Bone spurs come in two flavors, functional and non-functional. Despite this, many patients consider a “bone spur” a bad thing. Patients often believe that bone is like inanimate cement. However, it’s really more like living hard plastic. It responds to new forces placed on it. Bone spurs occur when the joint is unstable or a part of the joint needs “shoring up”. Two interesting examples are in the knee. When a patella (knee cap) is pulled too much to one side, the joint responds by adding new bone (essentially extending the joint out further in the that direction). We call this new area a “bone spur” but it’s really just a new part of the joint that’s been created through local stem cells. Another example is when the post-surgical meniscus starts spitting outside the joint and bone spurs are created out in that direction to take advantage of the new position of the meniscus. In both of these examples, these bone spurs are functional, because they allow the joint to work better.

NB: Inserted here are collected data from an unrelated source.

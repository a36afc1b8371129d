use fileforge_api::{setup, telemetry};
use fileforge_core::Config;

// Use mimalloc as the global allocator for better performance and lower fragmentation,
// especially when running on musl-based systems inside containers.
#[global_allocator]
static GLOBAL: mimalloc::MiMalloc = mimalloc::MiMalloc;

#[tokio::main]
async fn main() -> Result<(), anyhow::Error> {
    // Load configuration
    let config = Config::from_env()?;

    telemetry::init_telemetry(&config);

    // Initialize the application (state, routes)
    let (state, router) = setup::initialize_app(config.clone());

    // Start the server
    setup::server::start_server(&config, router, state.shutdown.clone()).await?;

    Ok(())
}
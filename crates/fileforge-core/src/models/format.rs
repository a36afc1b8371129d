//! Closed format and mode model.
//!
//! Formats are closed enums with total mapping tables, so adding a format
//! forces a compile-time-visible decision for every operation mode rather
//! than an easily-missed string comparison.

use anyhow::{anyhow, Result};

/// Operation mode of a batch request
#[derive(Debug, Clone, Copy, PartialEq, Eq)]
pub enum ConversionMode {
    /// Per-file format conversion (raster re-encode or image→PDF)
    Convert,
    /// Merge all inputs into a single PDF
    Combine,
    /// Extract PDF text into a word-processing document
    PdfToWord,
    /// Rasterize PDF pages into images
    PdfToImages,
}

impl ConversionMode {
    pub fn as_str(self) -> &'static str {
        match self {
            ConversionMode::Convert => "convert",
            ConversionMode::Combine => "combine",
            ConversionMode::PdfToWord => "pdf-to-word",
            ConversionMode::PdfToImages => "pdf-to-images",
        }
    }

    /// Output formats accepted for this mode. The validator rejects anything
    /// outside this list before any file is touched.
    pub fn allowed_formats(self) -> &'static [OutputFormat] {
        use OutputFormat::*;
        match self {
            ConversionMode::Convert => &[Jpeg, Png, Gif, Bmp, Tiff, WebP, Pdf],
            ConversionMode::Combine => &[Pdf],
            ConversionMode::PdfToWord => &[Docx],
            ConversionMode::PdfToImages => &[Png, Jpeg, Bmp, Tiff, Gif],
        }
    }

    /// Default output format when the request omits the field, if any.
    pub fn default_format(self) -> Option<OutputFormat> {
        match self {
            ConversionMode::Convert => None,
            ConversionMode::Combine => Some(OutputFormat::Pdf),
            ConversionMode::PdfToWord => Some(OutputFormat::Docx),
            ConversionMode::PdfToImages => Some(OutputFormat::Png),
        }
    }

    /// Whether this mode only operates on PDF inputs (pre-filter applies).
    pub fn pdf_only(self) -> bool {
        matches!(self, ConversionMode::PdfToWord | ConversionMode::PdfToImages)
    }
}

/// Output format for converted files
#[derive(Debug, Clone, Copy, PartialEq, Eq)]
pub enum OutputFormat {
    Jpeg,
    Png,
    Gif,
    Bmp,
    Tiff,
    WebP,
    Pdf,
    Docx,
}

impl OutputFormat {
    pub fn parse(s: &str) -> Result<Self> {
        match s.to_lowercase().as_str() {
            "jpeg" | "jpg" => Ok(OutputFormat::Jpeg),
            "png" => Ok(OutputFormat::Png),
            "gif" => Ok(OutputFormat::Gif),
            "bmp" => Ok(OutputFormat::Bmp),
            "tiff" | "tif" => Ok(OutputFormat::Tiff),
            "webp" => Ok(OutputFormat::WebP),
            "pdf" => Ok(OutputFormat::Pdf),
            "docx" => Ok(OutputFormat::Docx),
            _ => Err(anyhow!("Invalid format: {}", s)),
        }
    }

    pub fn to_mime_type(self) -> &'static str {
        match self {
            OutputFormat::Jpeg => "image/jpeg",
            OutputFormat::Png => "image/png",
            OutputFormat::Gif => "image/gif",
            OutputFormat::Bmp => "image/bmp",
            OutputFormat::Tiff => "image/tiff",
            OutputFormat::WebP => "image/webp",
            OutputFormat::Pdf => "application/pdf",
            OutputFormat::Docx => {
                "application/vnd.openxmlformats-officedocument.wordprocessingml.document"
            }
        }
    }

    pub fn extension(self) -> &'static str {
        match self {
            OutputFormat::Jpeg => "jpg",
            OutputFormat::Png => "png",
            OutputFormat::Gif => "gif",
            OutputFormat::Bmp => "bmp",
            OutputFormat::Tiff => "tiff",
            OutputFormat::WebP => "webp",
            OutputFormat::Pdf => "pdf",
            OutputFormat::Docx => "docx",
        }
    }

    /// Whether this target is a raster image the image codec can encode.
    pub fn is_raster(self) -> bool {
        !matches!(self, OutputFormat::Pdf | OutputFormat::Docx)
    }
}

impl std::fmt::Display for OutputFormat {
    fn fmt(&self, f: &mut std::fmt::Formatter<'_>) -> std::fmt::Result {
        f.write_str(self.extension())
    }
}

/// Source kind inferred from file content (signature bytes first, extension
/// as fallback). Declared MIME types are client-controlled and ignored here.
#[derive(Debug, Clone, Copy, PartialEq, Eq)]
pub enum SourceKind {
    Jpeg,
    Png,
    Gif,
    Bmp,
    Tiff,
    WebP,
    Pdf,
    Unknown,
}

impl SourceKind {
    /// Whether this is a member of the raster-image family the image codec
    /// can decode.
    pub fn is_raster(self) -> bool {
        matches!(
            self,
            SourceKind::Jpeg
                | SourceKind::Png
                | SourceKind::Gif
                | SourceKind::Bmp
                | SourceKind::Tiff
                | SourceKind::WebP
        )
    }

    pub fn as_str(self) -> &'static str {
        match self {
            SourceKind::Jpeg => "jpeg",
            SourceKind::Png => "png",
            SourceKind::Gif => "gif",
            SourceKind::Bmp => "bmp",
            SourceKind::Tiff => "tiff",
            SourceKind::WebP => "webp",
            SourceKind::Pdf => "pdf",
            SourceKind::Unknown => "unknown",
        }
    }
}

#[cfg(test)]
mod tests {
    use super::*;

    #[test]
    fn test_output_format_parse() {
        assert_eq!(OutputFormat::parse("jpg").unwrap(), OutputFormat::Jpeg);
        assert_eq!(OutputFormat::parse("JPEG").unwrap(), OutputFormat::Jpeg);
        assert_eq!(OutputFormat::parse("tif").unwrap(), OutputFormat::Tiff);
        assert_eq!(OutputFormat::parse("docx").unwrap(), OutputFormat::Docx);
        assert!(OutputFormat::parse("exe").is_err());
    }

    #[test]
    fn test_mode_allow_lists() {
        assert!(ConversionMode::Convert
            .allowed_formats()
            .contains(&OutputFormat::Pdf));
        assert_eq!(ConversionMode::Combine.allowed_formats(), &[OutputFormat::Pdf]);
        assert!(!ConversionMode::PdfToImages
            .allowed_formats()
            .contains(&OutputFormat::Pdf));
    }

    #[test]
    fn test_mode_defaults() {
        assert_eq!(ConversionMode::Convert.default_format(), None);
        assert_eq!(
            ConversionMode::PdfToImages.default_format(),
            Some(OutputFormat::Png)
        );
        assert_eq!(
            ConversionMode::PdfToWord.default_format(),
            Some(OutputFormat::Docx)
        );
    }

    #[test]
    fn test_pdf_only_modes() {
        assert!(!ConversionMode::Convert.pdf_only());
        assert!(!ConversionMode::Combine.pdf_only());
        assert!(ConversionMode::PdfToWord.pdf_only());
        assert!(ConversionMode::PdfToImages.pdf_only());
    }

    #[test]
    fn test_source_kind_raster_family() {
        assert!(SourceKind::Png.is_raster());
        assert!(SourceKind::WebP.is_raster());
        assert!(!SourceKind::Pdf.is_raster());
        assert!(!SourceKind::Unknown.is_raster());
    }
}
//! Per-file transformation.
//!
//! Every codec failure is caught here and converted into
//! `Outcome::Failure` so one bad file never aborts its batch-mates. The
//! caller tags outcomes with the submission index.

use std::sync::Arc;

use fileforge_core::{
    Artifact, ConversionMode, Outcome, OutputFormat, SourceKind, TargetSpec, UploadedFile,
    sniff_source_kind,
};
use image::DynamicImage;

use crate::cache::{DecodeCache, Fingerprint};
use crate::image::{ImageOrientation, ImageTransformer};
use crate::pdf::page_builder::{image_to_pdf, PageFit};
use crate::pdf::raster::rasterize_pdf;
use crate::pdf::text::extract_paragraphs;

/// Request-level inputs the per-file transform needs beyond the file itself.
pub struct TransformContext<'a> {
    pub cache: &'a DecodeCache,
    pub raster_max_dimension: u32,
    /// Whether the batch contains exactly one file (affects output naming).
    pub single_input: bool,
}

/// Transform one file according to the target spec.
///
/// Never returns an error: every failure becomes `Outcome::Failure` with a
/// human-readable reason naming the file.
pub async fn transform_file(
    file: &UploadedFile,
    target: &TargetSpec,
    ctx: &TransformContext<'_>,
) -> Outcome {
    let result = match target.mode {
        ConversionMode::Convert => convert_one(file, target.output_format, ctx).await,
        ConversionMode::PdfToWord => pdf_to_word(file).await,
        ConversionMode::PdfToImages => pdf_to_images(file, target.output_format, ctx).await,
        // Combine contributions are merged by the orchestrator, not here
        ConversionMode::Combine => {
            return Outcome::Failure {
                reason: format!(
                    "'{}': combine is handled by the batch merger",
                    file.declared_name
                ),
            }
        }
    };

    match result {
        Ok(outcome) => outcome,
        Err(e) => {
            tracing::warn!(
                name = %file.declared_name,
                mode = target.mode.as_str(),
                error = %e,
                "File transformation failed"
            );
            Outcome::Failure {
                reason: format!("'{}': {e:#}", file.declared_name),
            }
        }
    }
}

/// Decode a source image and normalize its orientation, memoized across
/// requests by weak fingerprint.
pub fn decode_normalized(
    cache: &DecodeCache,
    file: &UploadedFile,
    data: &[u8],
) -> anyhow::Result<Arc<DynamicImage>> {
    let key = Fingerprint::new(&file.temp_path, file.size_bytes);
    cache.get_or_decode(key, || {
        let decoded = ImageTransformer::decode(data)?;
        Ok(ImageOrientation::apply_exif_orientation(decoded, data))
    })
}

async fn convert_one(
    file: &UploadedFile,
    format: OutputFormat,
    ctx: &TransformContext<'_>,
) -> anyhow::Result<Outcome> {
    let data = tokio::fs::read(&file.temp_path).await?;
    let source = sniff_source_kind(&data, &file.declared_name);

    if !source.is_raster() {
        return Ok(Outcome::Failure {
            reason: format!(
                "'{}': unsupported conversion from {} to {}",
                file.declared_name,
                source.as_str(),
                format.extension()
            ),
        });
    }

    let image = decode_normalized(ctx.cache, file, &data)?;

    let (bytes, content_type) = if format == OutputFormat::Pdf {
        (image_to_pdf(&image, PageFit::Natural)?, format.to_mime_type())
    } else {
        (ImageTransformer::encode(&image, format)?, format.to_mime_type())
    };

    Ok(Outcome::Success {
        artifacts: vec![Artifact {
            name: format!("{}.{}", file.base_name(), format.extension()),
            bytes,
            content_type,
        }],
    })
}

async fn pdf_to_word(file: &UploadedFile) -> anyhow::Result<Outcome> {
    let data = tokio::fs::read(&file.temp_path).await?;
    let extraction = extract_paragraphs(&data)?;

    if extraction.is_empty() {
        return Ok(Outcome::Failure {
            reason: format!("'{}': no extractable text", file.declared_name),
        });
    }

    let bytes = crate::docx::paragraphs_to_docx(&extraction.paragraphs)?;
    Ok(Outcome::Success {
        artifacts: vec![Artifact {
            name: format!("{}.docx", file.base_name()),
            bytes,
            content_type: OutputFormat::Docx.to_mime_type(),
        }],
    })
}

async fn pdf_to_images(
    file: &UploadedFile,
    format: OutputFormat,
    ctx: &TransformContext<'_>,
) -> anyhow::Result<Outcome> {
    let data = tokio::fs::read(&file.temp_path).await?;

    let pages = match rasterize_pdf(data.clone(), ctx.raster_max_dimension).await {
        Ok(Some(pages)) if !pages.is_empty() => pages,
        Ok(Some(_)) => {
            return Ok(Outcome::Failure {
                reason: format!("'{}': PDF contains no pages", file.declared_name),
            })
        }
        Ok(None) => return degraded_text_artifact(file, &data, "rasterization unavailable"),
        Err(e) => {
            tracing::warn!(
                name = %file.declared_name,
                error = %e,
                "Rasterization failed, falling back to text extraction"
            );
            return degraded_text_artifact(file, &data, "rasterization failed");
        }
    };

    let single_page = pages.len() == 1;
    let mut artifacts = Vec::with_capacity(pages.len());
    for page in pages {
        let bytes = ImageTransformer::encode(&page.image, format)?;
        let name = if single_page && ctx.single_input {
            format!("{}.{}", file.base_name(), format.extension())
        } else {
            format!("{}_page_{}.{}", file.base_name(), page.index + 1, format.extension())
        };
        artifacts.push(Artifact {
            name,
            bytes,
            content_type: format.to_mime_type(),
        });
    }

    Ok(Outcome::Success { artifacts })
}

/// Degraded success for PdfToImages when pages cannot be rendered: a plain
/// text file with the extracted text and a note saying why.
fn degraded_text_artifact(
    file: &UploadedFile,
    data: &[u8],
    cause: &str,
) -> anyhow::Result<Outcome> {
    let extraction = extract_paragraphs(data)?;
    let mut body = format!(
        "Page images could not be produced for '{}' ({cause}).\n\
         The document's text content follows.\n\n",
        file.declared_name
    );
    body.push_str(&extraction.paragraphs.join("\n\n"));

    Ok(Outcome::Success {
        artifacts: vec![Artifact {
            name: format!("{}.txt", file.base_name()),
            bytes: body.into_bytes(),
            content_type: "text/plain",
        }],
    })
}

/// What a file contributes to a Combine merge.
pub enum CombineContribution {
    /// PDF bytes whose pages are copied verbatim.
    Document(Vec<u8>),
    /// A raster image embedded as a single page, scaled into an A4 envelope.
    ImagePage(Vec<u8>),
    /// Neither a PDF nor a supported image; skipped with a warning.
    Skipped,
}

/// Classify one file for the Combine merger.
pub async fn combine_contribution(
    file: &UploadedFile,
    ctx: &TransformContext<'_>,
) -> anyhow::Result<CombineContribution> {
    let data = tokio::fs::read(&file.temp_path).await?;
    match sniff_source_kind(&data, &file.declared_name) {
        SourceKind::Pdf => Ok(CombineContribution::Document(data)),
        kind if kind.is_raster() => {
            let image = decode_normalized(ctx.cache, file, &data)?;
            let page = image_to_pdf(&image, PageFit::A4Envelope)?;
            Ok(CombineContribution::ImagePage(page))
        }
        kind => {
            tracing::warn!(
                name = %file.declared_name,
                kind = kind.as_str(),
                "Skipping unsupported file in combine"
            );
            Ok(CombineContribution::Skipped)
        }
    }
}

Non-functional bone spurs can begin life as functional spurs, but at some point too much bone is laid down and this dramatically reduces the range of motion of a joint. Literally the new bone gets in the way of normal joint motion. These can be removed surgically, but did you know they can be removed through a needle? This new technique is called barbotage. The area is numbed and then a needle is placed under ultrasound guidance to break up the bone spur. The spur is then naturally reabsorbed by the body and the joint can now move freely. This is a great example of how stem cell therapy can be combined with advanced image guided needle techniques to help restore normal joint function. Here’s what a patient, about two months out from this treatment had to say:

Overall My ankle  feels much better. Range of motion – 20% better – Overall pain relief – 40% better.  Now I can stand for long periods of time (e.g. 2 hours) , whereas before I could only manage 30 mins max. I can also manage cycling (no pain) and some elliptical trainer (running machine work –approx 15 mins). I’m hoping for further improvements in the range of motion as the strength is (slowly) restored. Overall I’m very pleased with progress to date.

So, in this case, it appears that treatment of a non-functional bone spur can be performed without surgery and that this can improve range of motion and function. Since this was non-surgical, recovery time is also shorter.